── DATA FOR PROCESSING

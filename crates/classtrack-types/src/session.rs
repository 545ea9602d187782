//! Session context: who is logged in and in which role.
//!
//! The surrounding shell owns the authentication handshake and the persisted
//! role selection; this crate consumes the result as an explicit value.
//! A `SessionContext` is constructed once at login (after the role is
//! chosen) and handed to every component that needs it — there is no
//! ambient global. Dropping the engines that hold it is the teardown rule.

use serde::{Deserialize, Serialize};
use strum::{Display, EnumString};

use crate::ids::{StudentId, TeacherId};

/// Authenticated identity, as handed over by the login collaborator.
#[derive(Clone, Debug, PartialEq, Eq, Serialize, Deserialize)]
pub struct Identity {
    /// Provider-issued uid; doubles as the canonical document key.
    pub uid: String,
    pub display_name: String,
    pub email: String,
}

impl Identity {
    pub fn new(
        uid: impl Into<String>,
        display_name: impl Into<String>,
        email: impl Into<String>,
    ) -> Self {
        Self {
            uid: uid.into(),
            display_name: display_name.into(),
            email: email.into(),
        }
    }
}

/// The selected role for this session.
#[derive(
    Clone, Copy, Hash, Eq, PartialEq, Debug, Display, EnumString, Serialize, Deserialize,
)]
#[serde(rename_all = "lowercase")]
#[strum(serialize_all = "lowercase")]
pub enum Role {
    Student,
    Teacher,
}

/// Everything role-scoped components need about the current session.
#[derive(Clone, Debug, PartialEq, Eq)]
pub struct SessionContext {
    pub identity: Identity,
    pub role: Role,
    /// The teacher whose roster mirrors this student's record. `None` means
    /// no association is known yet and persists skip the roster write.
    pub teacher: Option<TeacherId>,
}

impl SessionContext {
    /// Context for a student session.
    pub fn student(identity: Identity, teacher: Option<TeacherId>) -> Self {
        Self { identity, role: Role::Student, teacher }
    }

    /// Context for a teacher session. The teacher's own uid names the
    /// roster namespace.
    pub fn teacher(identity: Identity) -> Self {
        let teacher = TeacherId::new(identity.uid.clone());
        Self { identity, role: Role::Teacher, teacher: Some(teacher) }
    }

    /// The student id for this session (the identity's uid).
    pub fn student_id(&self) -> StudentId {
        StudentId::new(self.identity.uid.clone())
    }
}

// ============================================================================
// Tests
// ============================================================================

────

- **WORK TO BE COMPLETED**
Tally up the lines holding the string "PartialEq" in the data above, and respond with nothing but the number.

- **REPLY TO THE TASK**
3